Norbord Inc. reported Adjusted EBITDA of $33 million in the third quarter of 2019 compared to $36 million in the second quarter of 2019 and $211 million in the third quarter of 2018. The quarter-over-quarter decrease was driven by lower panel prices and shipments in Europe, which more than offset improved manufacturing costs in North America, while the year-over-year decrease was primarily due to lower North American oriented strand board (OSB) prices.
North American operations generated Adjusted EBITDA of $24 million compared to $18 million in the prior quarter and $190 million in the same quarter last year. European operations delivered Adjusted EBITDA of $11 million, down from $21 million in the prior quarter and $23 million in the year-ago quarter.
“After the negative effects of affordability concerns and record wet weather on US housing starts in late 2018 and early 2019, we have started to see improvement this past quarter,” said Peter Wijnbergen, Norbord’s President and CEO. “Mortgage rates are well below 4% and homebuilders continue to report improved levels of buyer interest and net order growth. While we are entering the slower winter construction season, the expectation is that these positive indicators will carry over into 2020.”
“However, these improving housing fundamentals have yet to translate into a significant recovery in OSB markets. We took extensive downtime across our North American mills for the fourth straight quarter to ensure Norbord continues to match production to demand. In addition to the indefinite curtailment of our 100 Mile House, British Columbia mill in August, we made the difficult decision to indefinitely curtail Line 1 of our Cordele, Georgia mill effective mid-November. Poor market conditions and lower-than-anticipated OSB demand, particularly in the South East region, do not currently support the economic operation of the line,” Wijnbergen said.

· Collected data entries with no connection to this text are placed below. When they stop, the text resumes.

use serde::{Deserialize, Serialize};

#[derive(Clone, Debug)]
pub struct CLIConfig {
    pub base_url: String,
    pub model: Option<String>,
    pub stream: bool,
    pub token: Option<String>,
}

#[derive(Clone, Debug, Serialize, Deserialize)]
pub struct ChatMessage {
    pub role: String,
    pub content: String,
}

#[derive(Debug, Serialize)]
pub struct ChatRequest {
    #[serde(skip_serializing_if = "Option::is_none")]
    pub model: Option<String>,
    pub messages: Vec<ChatMessage>,
    pub stream: bool,
}

#[derive(Debug, Deserialize)]
pub struct Choice {
    pub message: ChatMessage,
}

#[derive(Debug, Deserialize)]
pub struct ChatCompletion {
    pub choices: Vec<Choice>,
}

#[derive(Debug, Serialize)]
pub struct ResearchRequest {
    pub query: String,
}

#[derive(Debug, Deserialize)]
pub struct ResearchResponse {
    pub success: bool,
    pub output: String,
    pub session_id: String,
    pub error: Option<String>,
}

#[derive(Debug, Deserialize)]
pub struct RunInfo {
    pub id: String,
    pub agent: String,
    pub query: String,
    pub status: String,
    pub output: Option<String>,
    pub error: Option<String>,
    pub tool_calls: usize,
    pub created_at: String,
}
use chrono::{DateTime, Utc};
use serde::{Deserialize, Serialize};

#[derive(Clone, Copy, Debug, PartialEq, Eq, Serialize, Deserialize)]
#[serde(rename_all = "snake_case")]
pub enum RunStatus {
    Running,
    Completed,
    Failed,
}

/// One agent session as seen from `/runs`.
#[derive(Clone, Debug, Serialize, Deserialize)]
pub struct RunRecord {
    pub id: String,
    pub agent: String,
    pub query: String,
    pub status: RunStatus,
    pub output: Option<String>,
    pub error: Option<String>,
    pub tool_calls: usize,
    pub created_at: DateTime<Utc>,
    pub completed_at: Option<DateTime<Utc>>,
}
use std::collections::HashMap;
use std::sync::Arc;

use serde::Serialize;

use super::types::{CompletionRequest, LLMResponse, ProviderAdapter, ProviderError, TokenStream};

#[derive(Clone, Debug, Serialize)]
pub struct ModelInfo {
    pub id: String,
    pub owned_by: String,
    #[serde(skip)]
    pub provider: String,
}

pub struct LLMRouter {
    default_provider: String,
    providers: HashMap<String, Arc<dyn ProviderAdapter>>,
    models: Vec<ModelInfo>,
}

impl LLMRouter {
    pub fn new(default_provider: &str) -> Self {
        Self {
            default_provider: default_provider.to_string(),
            providers: HashMap::new(),
            models: Vec::new(),
        }
    }

    pub fn register_provider(&mut self, name: &str, owned_by: &str, adapter: Arc<dyn ProviderAdapter>) {
        for id in adapter.models() {
            self.models.push(ModelInfo {
                id,
                owned_by: owned_by.to_string(),
                provider: name.to_string(),
            });
        }
        self.providers.insert(name.to_string(), adapter);
    }

    pub fn has_provider(&self, name: &str) -> bool {
        self.providers.contains_key(name)
    }

    pub fn default_provider(&self) -> &str {
        &self.default_provider
    }

    pub fn models(&self) -> &[ModelInfo] {
        &self.models
    }

    pub fn provider_for_model(&self, model: &str) -> Option<String> {
        self.models
            .iter()
            .find(|info| info.id == model)
            .map(|info| info.provider.clone())
    }

    pub async fn complete(&self, request: CompletionRequest) -> Result<LLMResponse, ProviderError> {
        let adapter = self.resolve(&request)?;
        adapter.complete(request).await
    }

    pub async fn stream(&self, request: CompletionRequest) -> Result<TokenStream, ProviderError> {
        let adapter = self.resolve(&request)?;
        adapter.stream(request).await
    }

    /// Explicit provider first, then the provider serving the requested model,
    /// then the default.
    fn resolve(&self, request: &CompletionRequest) -> Result<Arc<dyn ProviderAdapter>, ProviderError> {
        let provider = request
            .provider
            .clone()
            .or_else(|| request.model.as_deref().and_then(|m| self.provider_for_model(m)))
            .unwrap_or_else(|| self.default_provider.clone());
        self.providers.get(&provider).cloned().ok_or_else(|| {
            ProviderError::new("provider_missing", &format!("provider not registered: {}", provider), false)
        })
    }
}
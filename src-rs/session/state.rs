use std::fmt;

use serde::{Deserialize, Serialize};

use crate::error::SessionError;

#[derive(Clone, Copy, Debug, PartialEq, Eq, Serialize, Deserialize)]
#[serde(rename_all = "snake_case")]
pub enum SessionState {
    Idle,
    Planning,
    Calling,
    Finalizing,
    Done,
    Failed,
}

impl SessionState {
    pub fn can_transition_to(self, next: SessionState) -> bool {
        use SessionState::*;
        matches!(
            (self, next),
            (Idle, Planning)
                | (Planning, Calling)
                | (Planning, Finalizing)
                | (Calling, Planning)
                | (Calling, Finalizing)
                | (Finalizing, Done)
                | (Idle, Failed)
                | (Planning, Failed)
                | (Calling, Failed)
                | (Finalizing, Failed)
        )
    }

    pub fn is_terminal(self) -> bool {
        matches!(self, SessionState::Done | SessionState::Failed)
    }

    pub fn transition(self, next: SessionState) -> Result<SessionState, SessionError> {
        if self.can_transition_to(next) {
            Ok(next)
        } else {
            Err(SessionError::InvalidTransition {
                from: self.to_string(),
                to: next.to_string(),
            })
        }
    }
}

impl fmt::Display for SessionState {
    fn fmt(&self, f: &mut fmt::Formatter<'_>) -> fmt::Result {
        let name = match self {
            SessionState::Idle => "idle",
            SessionState::Planning => "planning",
            SessionState::Calling => "calling",
            SessionState::Finalizing => "finalizing",
            SessionState::Done => "done",
            SessionState::Failed => "failed",
        };
        f.write_str(name)
    }
}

“In Europe, results in our panel business were challenged by continued slowing of industrial demand in Germany, where the effects of the global trade war are being felt on that export-oriented economy. As a result, panel prices have rolled over from the well above-average levels experienced the past couple of years. However, we expect this softening of prices to help stimulate the pace of OSB substitution and continue to drive strong consumption growth in residential construction markets,” Wijnbergen said.
North American OSB shipments increased 4% quarter-over-quarter due to higher demand from the repair-and-remodelling sector but declined 2% year-over-year reflecting the slowdown in US homebuilding demand in recent quarters. Norbord’s specialty products (including industrial and export) represented approximately 25% of the Company’s North American OSB sales volume in the last four quarters.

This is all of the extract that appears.